[TASK BRIEF]: Report every line of the records below that includes the string "impl".

━━━ RECORDS PROVIDED ━━━

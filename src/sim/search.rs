//! Adversarial search engine: tic-tac-toe board and a minimax opponent
//!
//! The search is a pure function over board values. The board is small
//! enough (9 cells) that the full tree is recomputed on every reply.

use serde::{Deserialize, Serialize};

use super::event::GameEvent;

pub const CELLS: usize = 9;

/// Value of a won terminal position for the searching side
pub const WIN_VALUE: i32 = 10;

/// All winning lines: rows, columns, diagonals
pub const LINES: [[usize; 3]; 8] = [
    [0, 1, 2],
    [3, 4, 5],
    [6, 7, 8],
    [0, 3, 6],
    [1, 4, 7],
    [2, 5, 8],
    [0, 4, 8],
    [2, 4, 6],
];

#[derive(Debug, Clone, Copy, PartialEq, Eq, Hash, Serialize, Deserialize)]
pub enum Mark {
    X,
    O,
}

impl Mark {
    pub fn opponent(self) -> Mark {
        match self {
            Mark::X => Mark::O,
            Mark::O => Mark::X,
        }
    }
}

/// Terminal board condition. A board holds at most one.
#[derive(Debug, Clone, Copy, PartialEq, Eq, Serialize, Deserialize)]
pub enum Terminal {
    Win { mark: Mark, line: [usize; 3] },
    Draw,
}

#[derive(Debug, Clone, Copy, PartialEq, Eq, Hash, Default, Serialize, Deserialize)]
pub struct Board {
    cells: [Option<Mark>; CELLS],
}

impl Board {
    pub fn new() -> Self {
        Self::default()
    }

    pub fn cells(&self) -> &[Option<Mark>; CELLS] {
        &self.cells
    }

    pub fn get(&self, index: usize) -> Option<Mark> {
        self.cells.get(index).copied().flatten()
    }

    /// In range and empty
    pub fn is_legal(&self, index: usize) -> bool {
        index < CELLS && self.cells[index].is_none()
    }

    /// Empty cells in ascending index order
    pub fn legal_moves(&self) -> impl Iterator<Item = usize> + '_ {
        (0..CELLS).filter(|&i| self.cells[i].is_none())
    }

    pub fn is_full(&self) -> bool {
        self.cells.iter().all(Option::is_some)
    }

    /// Side to move when X always opens
    pub fn to_move(&self) -> Mark {
        let xs = self.cells.iter().filter(|c| **c == Some(Mark::X)).count();
        let os = self.cells.iter().filter(|c| **c == Some(Mark::O)).count();
        if xs > os { Mark::O } else { Mark::X }
    }

    /// Place `mark` at `index`. Returns false (board untouched) if the move
    /// is illegal.
    pub fn place(&mut self, index: usize, mark: Mark) -> bool {
        if !self.is_legal(index) {
            return false;
        }
        self.cells[index] = Some(mark);
        true
    }

    /// Copy of the board with one more mark; `index` must be legal
    pub fn with_move(&self, index: usize, mark: Mark) -> Board {
        let mut next = *self;
        next.cells[index] = Some(mark);
        next
    }

    /// First completed line in `LINES` order
    pub fn winner(&self) -> Option<(Mark, [usize; 3])> {
        LINES.iter().find_map(|&line| {
            let [a, b, c] = line;
            match self.cells[a] {
                Some(mark) if self.cells[b] == Some(mark) && self.cells[c] == Some(mark) => {
                    Some((mark, line))
                }
                _ => None,
            }
        })
    }

    /// A completed line wins even on a full board
    pub fn terminal(&self) -> Option<Terminal> {
        if let Some((mark, line)) = self.winner() {
            Some(Terminal::Win { mark, line })
        } else if self.is_full() {
            Some(Terminal::Draw)
        } else {
            None
        }
    }
}

/// Exhaustive minimax value of `board` for `me`, with `to_move` about to play.
/// `+WIN_VALUE` for a win, `-WIN_VALUE` for a loss, 0 for a draw.
pub fn minimax(board: &Board, to_move: Mark, me: Mark) -> i32 {
    match board.terminal() {
        Some(Terminal::Win { mark, .. }) => {
            return if mark == me { WIN_VALUE } else { -WIN_VALUE };
        }
        Some(Terminal::Draw) => return 0,
        None => {}
    }

    let values = board
        .legal_moves()
        .map(|i| minimax(&board.with_move(i, to_move), to_move.opponent(), me));
    let best = if to_move == me { values.max() } else { values.min() };
    best.unwrap_or(0)
}

/// Optimal move for `me`; ties go to the lowest index
pub fn best_move(board: &Board, me: Mark) -> Option<usize> {
    let mut best: Option<(usize, i32)> = None;
    for i in board.legal_moves() {
        let value = minimax(&board.with_move(i, me), me.opponent(), me);
        if best.is_none_or(|(_, v)| value > v) {
            best = Some((i, value));
        }
    }
    best.map(|(i, _)| i)
}

fn completes_line(board: &Board, index: usize, mark: Mark) -> bool {
    board
        .with_move(index, mark)
        .winner()
        .is_some_and(|(winner, _)| winner == mark)
}

/// Deliberately weak move for `me`: the first legal move that neither wins
/// nor blocks an immediate win of the opponent, else the first legal move
pub fn sandbag_move(board: &Board, me: Mark) -> Option<usize> {
    board
        .legal_moves()
        .find(|&i| !completes_line(board, i, me) && !completes_line(board, i, me.opponent()))
        .or_else(|| board.legal_moves().next())
}

/// Reply selection under the current policy
pub fn choose_move(board: &Board, me: Mark, privileged: bool) -> Option<usize> {
    if privileged {
        sandbag_move(board, me)
    } else {
        best_move(board, me)
    }
}

/// Tic-tac-toe tuning
#[derive(Debug, Clone, Serialize, Deserialize)]
#[serde(default)]
pub struct TicTacToeConfig {
    /// Delay before the opponent replies (seconds)
    pub reply_delay_secs: f32,
    /// Points for a player win
    pub win_points: u32,
}

impl Default for TicTacToeConfig {
    fn default() -> Self {
        Self {
            reply_delay_secs: 0.5,
            win_points: 1,
        }
    }
}

/// Player (X) vs. search opponent (O)
#[derive(Debug, Clone, PartialEq, Eq, Serialize, Deserialize)]
pub struct TicTacToeState {
    pub board: Board,
    /// Set after a player move until the opponent has replied
    pub awaiting_reply: bool,
    /// Winning line once the game is decided by a line
    pub winning_line: Option<[usize; 3]>,
}

impl TicTacToeState {
    pub const PLAYER: Mark = Mark::X;
    pub const OPPONENT: Mark = Mark::O;

    pub fn new() -> Self {
        Self {
            board: Board::new(),
            awaiting_reply: false,
            winning_line: None,
        }
    }

    pub fn is_over(&self) -> bool {
        self.board.terminal().is_some()
    }

    /// Player move at `index`. `None` when ignored (occupied, out of
    /// range, opponent to move, or game already decided).
    pub fn player_move(&mut self, index: usize, config: &TicTacToeConfig) -> Option<Vec<GameEvent>> {
        if self.awaiting_reply || self.is_over() || !self.board.place(index, Self::PLAYER) {
            return None;
        }
        let events = self.settle(config);
        if events.is_empty() {
            self.awaiting_reply = true;
        }
        Some(events)
    }

    /// Opponent reply; no-op unless a reply is pending
    pub fn opponent_reply(&mut self, config: &TicTacToeConfig, privileged: bool) -> Vec<GameEvent> {
        if !self.awaiting_reply {
            return Vec::new();
        }
        self.awaiting_reply = false;
        match choose_move(&self.board, Self::OPPONENT, privileged) {
            Some(index) => {
                self.board.place(index, Self::OPPONENT);
                self.settle(config)
            }
            None => Vec::new(),
        }
    }

    /// Events for the board's terminal condition, checked after every placement
    fn settle(&mut self, config: &TicTacToeConfig) -> Vec<GameEvent> {
        match self.board.terminal() {
            Some(Terminal::Win { mark, line }) => {
                self.winning_line = Some(line);
                if mark == Self::PLAYER {
                    vec![GameEvent::Scored(config.win_points), GameEvent::Won]
                } else {
                    vec![GameEvent::Lost]
                }
            }
            Some(Terminal::Draw) => vec![GameEvent::Draw],
            None => Vec::new(),
        }
    }
}

impl Default for TicTacToeState {
    fn default() -> Self {
        Self::new()
    }
}

#[cfg(test)]
mod tests {
    use super::*;
    use std::collections::HashSet;

    fn board(marks: &str) -> Board {
        let mut b = Board::new();
        for (i, c) in marks.chars().enumerate() {
            match c {
                'X' => b.cells[i] = Some(Mark::X),
                'O' => b.cells[i] = Some(Mark::O),
                _ => {}
            }
        }
        b
    }

    /// Every non-terminal position reachable from the empty board with X first
    fn reachable_open_positions() -> Vec<Board> {
        let mut seen = HashSet::new();
        let mut open = Vec::new();
        let mut stack = vec![Board::new()];
        while let Some(b) = stack.pop() {
            if !seen.insert(b) || b.terminal().is_some() {
                continue;
            }
            open.push(b);
            let side = b.to_move();
            for i in b.legal_moves() {
                stack.push(b.with_move(i, side));
            }
        }
        open
    }

    #[test]
    fn test_terminal_detection() {
        assert_eq!(board("XXX OO   ").terminal(), Some(Terminal::Win { mark: Mark::X, line: [0, 1, 2] }));
        assert_eq!(board("XOXXOOOXX").terminal(), Some(Terminal::Draw));
        assert_eq!(board("X O      ").terminal(), None);
        // Last move completes a line on a full board: win, not draw
        assert_eq!(
            board("XOXOXOOXX").terminal(),
            Some(Terminal::Win { mark: Mark::X, line: [0, 4, 8] })
        );
    }

    #[test]
    fn test_place_rejects_illegal() {
        let mut b = board("X        ");
        assert!(!b.place(0, Mark::O));
        assert!(!b.place(9, Mark::O));
        assert_eq!(b, board("X        "));
        assert!(b.place(4, Mark::O));
    }

    #[test]
    fn test_blocks_immediate_threat() {
        // X opened at 0, O took 2, X took 4: O must block the diagonal at 8
        let b = board("X O X    ");
        assert_eq!(b.to_move(), Mark::O);
        assert_eq!(best_move(&b, Mark::O), Some(8));
    }

    #[test]
    fn test_takes_immediate_win() {
        let b = board("OO XX X  ");
        assert_eq!(b.to_move(), Mark::O);
        assert_eq!(best_move(&b, Mark::O), Some(2));
    }

    #[test]
    fn test_lost_position_still_returns_legal_move() {
        // Both diagonal and fork threats: every reply loses
        let b = board("X   X    ");
        let m = best_move(&b, Mark::O).unwrap();
        assert!(b.is_legal(m));
        assert_eq!(minimax(&b, Mark::O, Mark::O), -WIN_VALUE);
    }

    #[test]
    fn test_empty_board_value_is_draw() {
        assert_eq!(minimax(&Board::new(), Mark::X, Mark::X), 0);
        // Ties break to the lowest index
        assert_eq!(best_move(&Board::new(), Mark::X), Some(0));
    }

    #[test]
    fn test_no_moves_on_terminal_board() {
        assert_eq!(best_move(&board("XOXXOOOXX"), Mark::X), None);
        assert_eq!(sandbag_move(&board("XOXXOOOXX"), Mark::X), None);
    }

    #[test]
    fn test_reachable_position_count() {
        assert_eq!(reachable_open_positions().len(), 4520);
    }

    #[test]
    fn test_self_play_never_loses_a_holdable_position() {
        for start in reachable_open_positions() {
            let mover = start.to_move();
            let value = minimax(&start, mover, mover);

            let mut b = start;
            let mut side = mover;
            while b.terminal().is_none() {
                let m = best_move(&b, side).unwrap();
                b = b.with_move(m, side);
                side = side.opponent();
            }
            let result = match b.terminal() {
                Some(Terminal::Win { mark, .. }) if mark == mover => WIN_VALUE,
                Some(Terminal::Win { .. }) => -WIN_VALUE,
                _ => 0,
            };
            if value >= 0 {
                assert!(result >= 0, "mover {mover:?} lost from {start:?}");
            }
            assert_eq!(result, value, "self-play from {start:?}");
        }
    }

    #[test]
    fn test_sandbag_avoids_win_and_block_when_possible() {
        for b in reachable_open_positions() {
            let me = b.to_move();
            let safe: Vec<usize> = b
                .legal_moves()
                .filter(|&i| !completes_line(&b, i, me) && !completes_line(&b, i, me.opponent()))
                .collect();
            let m = sandbag_move(&b, me).unwrap();
            match safe.first() {
                Some(&first) => assert_eq!(m, first),
                None => assert_eq!(Some(m), b.legal_moves().next()),
            }
        }
    }

    #[test]
    fn test_sandbag_ignores_threat() {
        // O could block at 8 but plays elsewhere
        let b = board("X O X    ");
        assert_eq!(best_move(&b, Mark::O), Some(8));
        let m = sandbag_move(&b, Mark::O).unwrap();
        assert_ne!(m, 8);
        assert_eq!(m, 1);
        assert_eq!(choose_move(&b, Mark::O, true), Some(1));
        assert_eq!(choose_move(&b, Mark::O, false), Some(8));
    }

    #[test]
    fn test_player_move_then_reply() {
        let config = TicTacToeConfig::default();
        let mut game = TicTacToeState::new();
        assert_eq!(game.player_move(4, &config), Some(vec![]));
        assert!(game.awaiting_reply);
        // Opponent to move: player input ignored
        assert_eq!(game.player_move(0, &config), None);
        assert!(game.opponent_reply(&config, false).is_empty());
        assert!(!game.awaiting_reply);
        assert_eq!(game.board.cells().iter().flatten().count(), 2);
        assert_eq!(game.player_move(4, &config), None);
    }

    #[test]
    fn test_player_win_scores() {
        let config = TicTacToeConfig::default();
        let mut game = TicTacToeState::new();
        game.board = board("XX OO    ");
        let events = game.player_move(2, &config).unwrap();
        assert_eq!(events, vec![GameEvent::Scored(1), GameEvent::Won]);
        assert_eq!(game.winning_line, Some([0, 1, 2]));
        assert!(!game.awaiting_reply);
        assert_eq!(game.player_move(8, &config), None);
    }

    #[test]
    fn test_opponent_win_and_draw() {
        let config = TicTacToeConfig::default();
        let mut game = TicTacToeState::new();
        game.board = board("OO XX    ");
        game.player_move(6, &config);
        assert_eq!(game.opponent_reply(&config, false), vec![GameEvent::Lost]);

        let mut game = TicTacToeState::new();
        game.board = board("XOXXOOOX ");
        assert_eq!(game.player_move(8, &config), Some(vec![GameEvent::Draw]));
    }
}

━━━

[EXERCISE OUTPUT]:
impl Mark {
impl Board {
    pub fn legal_moves(&self) -> impl Iterator<Item = usize> + '_ {
impl Default for TicTacToeConfig {
impl TicTacToeState {
impl Default for TicTacToeState {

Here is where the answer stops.